Do the following for the iris dataset:

Compute the subset corresponding to Petal.Length either smaller than 1.5 or larger than 2. Save this dataset as irisPetal.
Compute and summarize a linear regression of Sepal.Width into Petal.Width + Petal.Length for the dataset irisPetal. What is the $R^2$ ? (Solution: 0.101)
Check that the previous model is the same as regressing Sepal.Width into Petal.Width + Petal.Length for the dataset iris with the appropriate subset expression.
Compute the variance for Petal.Width when Petal.Width is smaller or equal that 1.5 and larger than 0.3. (Solution: 0.1266541)

4.1.4 Plotting functions

# plot is the main function for plotting in R
# It has a different behavior depending on the kind of object that it receives

# For example, for a regression model, it produces diagnostic plots
mod <- lm(Sepal.Width ~ Sepal.Length, data = iris)
plot(mod, 1)


# How to plot some data
plot(iris$Sepal.Length, iris$Sepal.Width, main = "Sepal.Length vs Sepal.Width")


# Change the axis limits
plot(iris$Sepal.Length, iris$Sepal.Width, xlim = c(0, 10), ylim = c(0, 10))


# How to plot a curve (a parabola)
x <- seq(-1, 1, l = 50)
y <- x^2
plot(x, y)

plot(x, y, main = "A dotted parabola")

plot(x, y, main = "A parabola", type = "l")

plot(x, y, main = "A red and thick parabola", type = "l", col = "red", lwd = 3)


# Plotting a more complicated curve between -pi and pi
x <- seq(-pi, pi, l = 50)
y <- (2 + sin(10 * x)) * x^2
plot(x, y, type = "l") # Kind of rough...


# More detailed plot
x <- seq(-pi, pi, l = 500)
y <- (2 + sin(10 * x)) * x^2
plot(x, y, type = "l")


# Remember that we are joining points for creating a curve!
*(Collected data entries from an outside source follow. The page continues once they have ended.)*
//! Redis product cache.

use crate::document::{
    KEY_PREFIX, escape_query, from_fields, name_query, parse_search_reply, product_key, to_fields,
};
use redis::aio::ConnectionManager;
use redis::{AsyncCommands, Client, RedisError, Value};
use std::collections::HashMap;
use stockroom_core::BoxFuture;
use stockroom_core::cache::FastCache;
use stockroom_core::error::StorageError;
use stockroom_core::model::{Product, ProductId};
use stockroom_core::reader::{ListQuery, ProductReader};

fn backend(context: &str, e: &RedisError) -> StorageError {
    StorageError::Backend(format!("{context}: {e}"))
}

/// Products stored as hashes under `product:{id}` and indexed by RediSearch.
///
/// Point lookups by id read the hash directly; slug lookups and listings go
/// through `FT.SEARCH`.
#[derive(Clone)]
pub struct RedisProductCache {
    conn_manager: ConnectionManager,
    index: String,
}

impl RedisProductCache {
    /// Connect and make sure the search index exists.
    ///
    /// # Errors
    ///
    /// Returns [`StorageError::Backend`] if Redis is unreachable or rejects
    /// the index definition.
    pub async fn new(redis_url: &str, index: impl Into<String>) -> Result<Self, StorageError> {
        let client =
            Client::open(redis_url).map_err(|e| backend("Failed to create Redis client", &e))?;
        let conn_manager = ConnectionManager::new(client)
            .await
            .map_err(|e| backend("Failed to create Redis connection manager", &e))?;

        let cache = Self {
            conn_manager,
            index: index.into(),
        };
        cache.ensure_index().await?;
        Ok(cache)
    }

    /// Name of the search index.
    #[must_use]
    pub fn index(&self) -> &str {
        &self.index
    }

    /// Create the index unless it already exists.
    ///
    /// # Errors
    ///
    /// Returns [`StorageError::Backend`] for any error other than "already exists".
    pub async fn ensure_index(&self) -> Result<(), StorageError> {
        let mut conn = self.conn_manager.clone();
        let created: Result<(), RedisError> = redis::cmd("FT.CREATE")
            .arg(&self.index)
            .arg(&["ON", "HASH", "PREFIX", "1", KEY_PREFIX, "SCHEMA"])
            .arg(&["id", "TAG"])
            .arg(&["name", "TEXT", "SORTABLE"])
            .arg(&["slug", "TAG"])
            .arg(&["description", "TEXT"])
            .arg(&["price", "NUMERIC"])
            .arg(&["quantity", "NUMERIC"])
            .arg(&["image", "TEXT", "NOINDEX"])
            .arg(&["version", "NUMERIC"])
            .query_async(&mut conn)
            .await;

        match created {
            Ok(()) => {
                tracing::info!(index = %self.index, "Search index created");
                Ok(())
            }
            Err(e) if e.to_string().contains("Index already exists") => Ok(()),
            Err(e) => Err(backend("Failed to create search index", &e)),
        }
    }

    async fn drop_index(&self) -> Result<(), StorageError> {
        let mut conn = self.conn_manager.clone();
        // DD removes the indexed hashes together with the index.
        let dropped: Result<(), RedisError> = redis::cmd("FT.DROPINDEX")
            .arg(&self.index)
            .arg("DD")
            .query_async(&mut conn)
            .await;

        match dropped {
            Ok(()) => Ok(()),
            Err(e) if e.to_string().contains("Unknown Index name") => Ok(()),
            Err(e) => Err(backend("Failed to drop search index", &e)),
        }
    }

    async fn search(&self, query: &str, offset: u64, limit: u32) -> Result<Vec<Product>, StorageError> {
        let mut conn = self.conn_manager.clone();
        let reply: Value = redis::cmd("FT.SEARCH")
            .arg(&self.index)
            .arg(query)
            .arg(&["SORTBY", "name", "ASC"])
            .arg("LIMIT")
            .arg(offset)
            .arg(limit)
            .query_async(&mut conn)
            .await
            .map_err(|e| backend("Search failed", &e))?;

        parse_search_reply(&reply)?
            .iter()
            .map(from_fields)
            .collect()
    }
}

impl ProductReader for RedisProductCache {
    fn get_by_id(&self, id: ProductId) -> BoxFuture<'_, Result<Option<Product>, StorageError>> {
        Box::pin(async move {
            let mut conn = self.conn_manager.clone();
            let fields: HashMap<String, String> = conn
                .hgetall(product_key(id))
                .await
                .map_err(|e| backend("Failed to read cached product", &e))?;
            if fields.is_empty() {
                return Ok(None);
            }
            from_fields(&fields).map(Some)
        })
    }

    fn get_by_slug<'a>(&'a self, slug: &'a str) -> BoxFuture<'a, Result<Option<Product>, StorageError>> {
        Box::pin(async move {
            let query = format!("@slug:{{{}}}", escape_query(slug));
            Ok(self.search(&query, 0, 1).await?.into_iter().next())
        })
    }

    fn list<'a>(&'a self, query: &'a ListQuery) -> BoxFuture<'a, Result<Vec<Product>, StorageError>> {
        Box::pin(async move {
            self.search(&name_query(query.name_filter()), query.offset(), query.size)
                .await
        })
    }
}

impl FastCache for RedisProductCache {
    fn set<'a>(&'a self, product: &'a Product) -> BoxFuture<'a, Result<(), StorageError>> {
        Box::pin(async move {
            let mut conn = self.conn_manager.clone();
            let key = product_key(product.id);
            // Replace the whole hash so stale fields never survive an update.
            let _: () = redis::pipe()
                .atomic()
                .del(&key)
                .ignore()
                .hset_multiple(&key, &to_fields(product))
                .ignore()
                .query_async(&mut conn)
                .await
                .map_err(|e| backend("Failed to cache product", &e))?;

            tracing::debug!(product_id = %product.id, version = product.version, "Product cached");
            Ok(())
        })
    }

    fn refresh<'a>(&'a self, products: &'a [Product]) -> BoxFuture<'a, Result<(), StorageError>> {
        Box::pin(async move {
            self.drop_index().await?;
            self.ensure_index().await?;
            if products.is_empty() {
                return Ok(());
            }

            let mut conn = self.conn_manager.clone();
            let mut pipe = redis::pipe();
            for product in products {
                pipe.hset_multiple(product_key(product.id), &to_fields(product))
                    .ignore();
            }
            let _: () = pipe
                .query_async(&mut conn)
                .await
                .map_err(|e| backend("Failed to re-index products", &e))?;

            tracing::info!(index = %self.index, count = products.len(), "Cache refreshed");
            Ok(())
        })
    }
}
# For more options in the plot customization see
?plot
## Help on topic 'plot' was found in the following packages:
## 
##   Package               Library
##   base                  /Library/Frameworks/R.framework/Resources/library
##   graphics              /Library/Frameworks/R.framework/Versions/4.1-arm64/Resources/library
## 
## 
## Using the first match ...
?par

# plot is a first level plotting function. That means that whenever is called,
# it creates a new plot. If we want to add information to an existing plot, we
# have to use a second level plotting function such as points, lines or abline

plot(x, y) # Create a plot
lines(x, x^2, col = "red") # Add lines
points(x, y + 10, col = "blue") # Add points
abline(a = 5, b = 1, col = "orange", lwd = 2) # Add a straight line y = a + b * x

4.1.5 Distributions

The operations on distributions described here are implemented in R Commander through the menu 'Distributions', but is convenient for you to grasp how are they working.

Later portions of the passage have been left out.